There is general agreement that dramatic alterations such as those shown in this group experiment are best explained in terms of unmasking of pre-existing connections, as in the case of rapid expansion of the cortical sensory territory of one thalamocortical projection following experimental inactivation of a neighboring projection. The most likely mechanism of additional pyramidal cell recruitment appears to be one of disinhibition, probably by the premotor cortex, involving activation of sequential pairs of GABAergic neurons in the manner illustrated in Figure 6.2.

In this general context, it has also been shown that performance improvement in weight lifting is optimal when subjects mentally rehearse weight lifting during the days between performing the exercises.

Finally, Box 31.1 includes an experiment in which TMS has been used to assess the supposed usefulness of acupuncture in improving motor performance.

Box 31.1 Acupuncture

‘There is sufficient evidence of acupuncture’s value to expand its use into conventional medicine and to encourage further studies of its physiology and clinical value.’ (NIH Consensus Conference on Acupuncture, 1997, cited by Stux et al., 1997).

Sensation

For relief of pain, fine (0.25 mm) needles are inserted bilaterally through appropriate acupoints, coming to rest among superficial muscle fibers underlying the subcutaneous fat (Figure 31.1.1). The needle is then briefly spun to excite Types II and III sensory nerve fibers in its immediate neighborhood. A subjective sense of numbness or heaviness in the acupoint area is usually reported.

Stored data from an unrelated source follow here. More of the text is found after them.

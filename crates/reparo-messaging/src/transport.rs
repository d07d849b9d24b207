//! # Transport Contracts
//!
//! What the session needs from the messaging network, and nothing more.
//!
//! ## Event Flow
//! ```text
//! ┌─────────────────────────────────────────────────────────────────────────┐
//! │                                                                         │
//! │  TransportFactory::connect(credentials?)                                │
//! │        │                                                                │
//! │        ├──► Arc<dyn Transport>        send_text(), logout()             │
//! │        │                                                                │
//! │        └──► mpsc::Receiver<TransportEvent>                              │
//! │                  │                                                      │
//! │                  ├── Connection(ConnectionUpdate)                       │
//! │                  │      pairing_code?  opened  closed?                  │
//! │                  │                                                      │
//! │                  └── Credentials(CredentialBlob)                        │
//! │                                                                         │
//! │  The receiver ending without a close counts as ConnectionLost.          │
//! └─────────────────────────────────────────────────────────────────────────┘
//! ```

use async_trait::async_trait;
use std::fmt;
use std::sync::Arc;
use tokio::sync::mpsc;

use reparo_core::Address;

use crate::error::MessagingResult;

// =============================================================================
// Credentials
// =============================================================================

/// Opaque authentication state produced by the network after pairing.
///
/// The session never looks inside; it only stores and replays it.
#[derive(Clone, PartialEq, Eq)]
pub struct CredentialBlob(Vec<u8>);

impl CredentialBlob {
    pub fn new(bytes: impl Into<Vec<u8>>) -> Self {
        CredentialBlob(bytes.into())
    }

    pub fn as_bytes(&self) -> &[u8] {
        &self.0
    }

    pub fn len(&self) -> usize {
        self.0.len()
    }

    pub fn is_empty(&self) -> bool {
        self.0.is_empty()
    }
}

// Never print key material.
impl fmt::Debug for CredentialBlob {
    fn fmt(&self, f: &mut fmt::Formatter<'_>) -> fmt::Result {
        write!(f, "CredentialBlob({} bytes)", self.0.len())
    }
}

// =============================================================================
// Connection Updates
// =============================================================================

/// Why the network closed the connection.
#[derive(Debug, Clone, PartialEq, Eq)]
pub enum CloseReason {
    /// The device was unlinked. Terminal until an operator re-pairs.
    LoggedOut,

    /// Socket dropped or the event stream ended.
    ConnectionLost,

    /// Another client took over the session.
    Replaced,

    /// Any other close the network reported.
    Other {
        code: Option<u16>,
        message: Option<String>,
    },
}

impl CloseReason {
    /// Returns true if the session should not reconnect on its own.
    pub fn is_logged_out(&self) -> bool {
        matches!(self, CloseReason::LoggedOut)
    }
}

impl fmt::Display for CloseReason {
    fn fmt(&self, f: &mut fmt::Formatter<'_>) -> fmt::Result {
        match self {
            CloseReason::LoggedOut => write!(f, "logged out"),
            CloseReason::ConnectionLost => write!(f, "connection lost"),
            CloseReason::Replaced => write!(f, "replaced"),
            CloseReason::Other { code, message } => match (code, message) {
                (Some(code), Some(message)) => write!(f, "closed ({}): {}", code, message),
                (Some(code), None) => write!(f, "closed ({})", code),
                (None, Some(message)) => write!(f, "closed: {}", message),
                (None, None) => write!(f, "closed"),
            },
        }
    }
}

/// A connection-state notification from the transport.
///
/// A single update may carry several signals; the session handles the
/// pairing code first, then open, then close.
#[derive(Debug, Clone, Default, PartialEq, Eq)]
pub struct ConnectionUpdate {
    /// Code the operator must enter on the phone to link this device.
    pub pairing_code: Option<String>,

    /// The session is authenticated and ready to send.
    pub opened: bool,

    /// The connection is gone.
    pub closed: Option<CloseReason>,
}

impl ConnectionUpdate {
    pub fn pairing(code: impl Into<String>) -> Self {
        ConnectionUpdate {
            pairing_code: Some(code.into()),
            ..Default::default()
        }
    }

    pub fn opened() -> Self {
        ConnectionUpdate {
            opened: true,
            ..Default::default()
        }
    }

    pub fn closed(reason: CloseReason) -> Self {
        ConnectionUpdate {
            closed: Some(reason),
            ..Default::default()
        }
    }
}

/// Everything a transport reports back to the session.
#[derive(Debug, Clone, PartialEq, Eq)]
pub enum TransportEvent {
    Connection(ConnectionUpdate),
    Credentials(CredentialBlob),
}

// =============================================================================
// Contracts
// =============================================================================

/// A live connection to the messaging network.
#[async_trait]
pub trait Transport: Send + Sync {
    /// Sends one text message and waits for the network to accept it.
    async fn send_text(&self, to: &Address, text: &str) -> MessagingResult<()>;

    /// Unlinks this device from the account.
    async fn logout(&self) -> MessagingResult<()>;
}

/// A freshly opened transport plus its event stream.
pub struct TransportConnection {
    pub transport: Arc<dyn Transport>,
    pub events: mpsc::Receiver<TransportEvent>,
}

/// Opens transports. The session calls this once per connect attempt.
#[async_trait]
pub trait TransportFactory: Send + Sync {
    /// Opens a connection, resuming `credentials` when present.
    ///
    /// An error means no transport was created; the session stays closed
    /// until the next `initialize()`.
    async fn connect(
        &self,
        credentials: Option<CredentialBlob>,
    ) -> MessagingResult<TransportConnection>;
}
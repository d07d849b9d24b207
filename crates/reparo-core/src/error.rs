//! # Error Types
//!
//! Input validation errors for reparo-core.
//!
//! ## Error Hierarchy
//! ```text
//! ┌─────────────────────────────────────────────────────────────────────────┐
//! │                         Error Types                                     │
//! │                                                                         │
//! │  reparo-core       ValidationError  - Input validation failures         │
//! │  reparo-db         DbError          - Database operation failures       │
//! │  reparo-messaging  MessagingError   - Session, transport, config        │
//! └─────────────────────────────────────────────────────────────────────────┘
//! ```
//!
//! Rendering and normalization are total and never return errors; these
//! variants exist for callers that want to reject input up front.

use thiserror::Error;

/// Input validation errors.
#[derive(Debug, Error, PartialEq, Eq)]
pub enum ValidationError {
    /// A required field is missing or empty.
    #[error("{field} is required")]
    Required { field: String },

    /// Field value is too short.
    #[error("{field} must have at least {min} digits")]
    TooShort { field: String, min: usize },

    /// Field value is too long.
    #[error("{field} must have at most {max} digits")]
    TooLong { field: String, max: usize },

    /// Invalid format.
    #[error("{field} has invalid format: {reason}")]
    InvalidFormat { field: String, reason: String },
}

#[cfg(test)]
mod tests {
    use super::*;

    #[test]
    fn test_validation_error_messages() {
        let err = ValidationError::Required {
            field: "phone".to_string(),
        };
        assert_eq!(err.to_string(), "phone is required");

        let err = ValidationError::TooShort {
            field: "phone".to_string(),
            min: 8,
        };
        assert_eq!(err.to_string(), "phone must have at least 8 digits");
    }
}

The accepted explanation of the rapid pain relief produced by this form of stimulation is release of enkephalin by (a) spinal antinociception via the segmental reflex mentioned in ‘rubbing the sore spot’ combined with (b) supraspinal antinociception via spinoreticular activation of the PAG–MRN–RST–Enk pathway shown in Figure 24.8. Pain relief is not achieved if the subject has received a prior injection of the opiate antagonist naloxone.

The term acupuncture analgesia refers to low-frequency (1 Hz) electrical stimulation of needles inserted at appropriate acupoints (electroacupuncture). The remarkable result is analgesia so complete as to permit open surgery in alert awake patients. Clearly the ascending reticular activating system is not paralyzed, unlike the case with general anesthesia. Animal experiments indicate that electroacupuncture, in addition to the above-mentioned effects, produces co-release of β-endorphin from the arcuate nucleus of the hypothalamus and ACTH from the adenohypophysis.

With availability of fMRI as a research tool, attention is being focused on the effects of acupuncture on higher-level sensory functions. Figure 31.1.2 is composite, reproducing the remarkable results of two quite separate experiments. In each volunteer, needling was performed bilaterally, one acupoint being traditional for relief of disorders of vision, the other for disorders of hearing. Areas of increased cortical blood flow closely resemble those associated with retinal/cochlear activation. Surprisingly, the volunteers did not report visual/auditory hallucinations. And an obvious question persists concerning the mysteriously specific anatomical pathways from the acupoints to the appropriate areas of cortex.